Learning Experiment Design
Ozone changed the amount and ratio of several primary volatile organic compounds in the composition of odors and created several secondary ones - as a result, the original and mixed with ozone aromas were noticeably different. The hawk moths preferred artificial flowers that smelled like tobacco without ozone, although the ozone itself did not repel or attract insects. However, after training, the butterflies remembered that the smell of tobacco changed by ozone was associated with the sweet flower and flew to the tube with it much more often (p <0, 0001).
Scientists suggested that hawk makers could not learn a new smell from scratch, but generalize knowledge about a different, but similar, unchanged smell. Indeed, after learning with flowers that smelled of tobacco, insects reacted more actively to the aroma mixed with ozone (p <0, 0001).
Finally, the scientists conducted the training in more natural conditions. The fact is that in nature, a modified smell cannot lead an insect directly to a flower: the plant itself emits an unchanged aroma, and it remains clean around the flower. While the substances react with ozone, the aroma has time to disperse over some distance. To simulate this situation, the researchers trained butterflies to memorize a sequence of two smells: first, a neutral smell (linalool) flew out of the tube, but when the hawk moth flew 20 centimeters to the artificial flower, the aroma was changed to an attractive one (2-phenylethanol).
The hawkers did not remember the sequence of smells and, after training, did not find the smell of linalool attractive. So, probably, butterflies do not remember a new smell by itself, but recognize it after meeting a similar one and find a flower along a gradient of similar aromas.

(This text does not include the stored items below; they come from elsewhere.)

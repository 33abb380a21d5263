use super::{BusError, BusTransport, SUBSCRIPTION_BUFFER};
use async_trait::async_trait;
use futures_util::StreamExt;
use redis::{aio::ConnectionManager, AsyncCommands};
use std::time::Duration;
use tokio::sync::mpsc;

const RECONNECT_DELAY: Duration = Duration::from_secs(5);

/// Redis pub/sub transport. Publishing shares a managed connection; every subscription
/// owns a dedicated pub/sub connection and reconnects on failure.
#[derive(Clone)]
pub struct RedisTransport {
    client: redis::Client,
    conn: ConnectionManager,
}

impl RedisTransport {
    pub async fn connect(client: redis::Client) -> Result<Self, BusError> {
        let conn = ConnectionManager::new(client.clone()).await?;
        Ok(Self { client, conn })
    }
}

#[async_trait]
impl BusTransport for RedisTransport {
    async fn publish(&self, topic: &str, payload: String) -> Result<(), BusError> {
        let mut conn = self.conn.clone();
        let _receivers: i64 = conn.publish(topic, payload).await?;
        Ok(())
    }

    async fn subscribe(&self, topic: &str) -> Result<mpsc::Receiver<String>, BusError> {
        let (tx, rx) = mpsc::channel(SUBSCRIPTION_BUFFER);
        let client = self.client.clone();
        let topic = topic.to_string();

        tokio::spawn(async move {
            while !tx.is_closed() {
                let mut pubsub = match client.get_async_pubsub().await {
                    Ok(conn) => conn,
                    Err(e) => {
                        tracing::error!(error = %e, "[BUS] Pub/Sub connection failed, retrying in 5s");
                        tokio::time::sleep(RECONNECT_DELAY).await;
                        continue;
                    }
                };

                if let Err(e) = pubsub.subscribe(topic.as_str()).await {
                    tracing::error!(error = %e, topic = %topic, "[BUS] Subscribe failed, retrying in 5s");
                    tokio::time::sleep(RECONNECT_DELAY).await;
                    continue;
                }

                let mut stream = pubsub.on_message();
                while let Some(msg) = stream.next().await {
                    let payload: String = match msg.get_payload() {
                        Ok(p) => p,
                        Err(e) => {
                            tracing::warn!(error = %e, "[BUS] Unreadable payload");
                            continue;
                        }
                    };
                    // At-most-once: a slow handler loses messages instead of stalling Redis.
                    match tx.try_send(payload) {
                        Ok(()) => {}
                        Err(mpsc::error::TrySendError::Full(_)) => {
                            tracing::warn!(topic = %topic, "[BUS] Subscriber buffer full, message dropped");
                        }
                        Err(mpsc::error::TrySendError::Closed(_)) => return,
                    }
                }

                tracing::warn!(topic = %topic, "[BUS] Pub/Sub stream ended, reconnecting");
                tokio::time::sleep(Duration::from_secs(1)).await;
            }
        });

        Ok(rx)
    }
}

Learning ability can help insects and pollinated plants in conditions of increasing concentrations of tropospheric oxidants. However, different insect species have different learning abilities, and in general, air pollution still poses a serious threat to pollinators, and may also be one of the reasons for the global decline in insect numbers.
Not only pollinating insects can find food by smell. Earlier, for example, Marcus Knaden and his colleague found out that ants can associate different smells with food and remember such associations for life.